What you are asked to do »
For each line below that holds the word "bool", make a copy.

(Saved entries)

——

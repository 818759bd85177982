//! File-backed slot persistence
//!
//! Each slot is a file `<data_dir>/<key>.json`. Writes are atomic (write to
//! a temp file, sync, then rename) so a slot is never left half-written.
//!
//! Storage location: `~/.local/share/devnotes/` (configurable via `Config`)

use std::fs::{self, File};
use std::io::{self, Write};
use std::path::{Path, PathBuf};

use tracing::debug;

use crate::storage::backend::KeyValueBackend;
use crate::storage::error::{StorageError, StorageResult};

/// One-file-per-slot backend
#[derive(Debug, Clone)]
pub struct FileBackend {
    dir: PathBuf,
}

impl FileBackend {
    /// Create a backend rooted at `dir`; the directory is created lazily
    pub fn new(dir: impl Into<PathBuf>) -> Self {
        Self { dir: dir.into() }
    }

    /// Directory holding the slot files
    pub fn dir(&self) -> &Path {
        &self.dir
    }

    /// Path of the file backing a slot
    pub fn slot_path(&self, key: &str) -> PathBuf {
        let name: String = key
            .chars()
            .map(|c| {
                if c.is_ascii_alphanumeric() || c == '-' || c == '_' {
                    c
                } else {
                    '_'
                }
            })
            .collect();
        self.dir.join(format!("{}.json", name))
    }
}

impl KeyValueBackend for FileBackend {
    fn read(&self, key: &str) -> StorageResult<Option<String>> {
        let path = self.slot_path(key);
        match fs::read_to_string(&path) {
            Ok(content) => {
                debug!("Read slot {} ({} bytes)", key, content.len());
                Ok(Some(content))
            }
            Err(e) if e.kind() == io::ErrorKind::NotFound => Ok(None),
            Err(e) => Err(StorageError::ReadError { path, source: e }),
        }
    }

    fn write(&mut self, key: &str, value: &str) -> StorageResult<()> {
        let path = self.slot_path(key);
        atomic_write(&path, value.as_bytes())?;
        debug!("Wrote slot {} ({} bytes)", key, value.len());
        Ok(())
    }

    fn remove(&mut self, key: &str) -> StorageResult<()> {
        let path = self.slot_path(key);
        match fs::remove_file(&path) {
            Ok(()) => Ok(()),
            Err(e) if e.kind() == io::ErrorKind::NotFound => Ok(()),
            Err(e) => Err(StorageError::from_io(e, path)),
        }
    }
}

/// Write data to a file atomically
///
/// 1. Write to a temporary file in the same directory
/// 2. Sync the file to disk
/// 3. Rename the temp file to the target path
fn atomic_write(path: &Path, data: &[u8]) -> StorageResult<()> {
    if let Some(parent) = path.parent() {
        fs::create_dir_all(parent).map_err(|source| StorageError::CreateDirectory {
            path: parent.to_path_buf(),
            source,
        })?;
    }

    let temp_path = path.with_extension("tmp");

    let mut file =
        File::create(&temp_path).map_err(|e| StorageError::from_io(e, temp_path.clone()))?;
    file.write_all(data)
        .map_err(|e| StorageError::from_io(e, temp_path.clone()))?;
    file.sync_all()
        .map_err(|e| StorageError::from_io(e, temp_path.clone()))?;

    fs::rename(&temp_path, path).map_err(|e| StorageError::from_io(e, path.to_path_buf()))?;

    Ok(())
}
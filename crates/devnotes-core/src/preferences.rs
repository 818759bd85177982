//! User preferences kept alongside the snippets
//!
//! Currently just the dark-mode flag in the `devnotes-dark-mode` slot.

use crate::config::Config;
use crate::storage::{KeyValueBackend, SaveOutcome, StoreAdapter, DARK_MODE_KEY};

pub struct Preferences<B = Box<dyn KeyValueBackend>> {
    adapter: StoreAdapter<B>,
    dark: bool,
}

impl Preferences {
    pub fn open(config: &Config) -> Self {
        Self::new(StoreAdapter::open(config))
    }
}

impl<B: KeyValueBackend> Preferences<B> {
    pub fn new(adapter: StoreAdapter<B>) -> Self {
        let dark = adapter.load(DARK_MODE_KEY, false);
        Self { adapter, dark }
    }

    pub fn is_dark(&self) -> bool {
        self.dark
    }

    pub fn set_dark(&mut self, dark: bool) -> SaveOutcome {
        self.dark = dark;
        self.adapter.save(DARK_MODE_KEY, &dark)
    }

    /// Flip the flag and return the new value
    pub fn toggle(&mut self) -> (bool, SaveOutcome) {
        let outcome = self.set_dark(!self.dark);
        (self.dark, outcome)
    }
}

——

Exercise answer »
    dark: bool,
    pub fn is_dark(&self) -> bool {
    pub fn set_dark(&mut self, dark: bool) -> SaveOutcome {
    pub fn toggle(&mut self) -> (bool, SaveOutcome) {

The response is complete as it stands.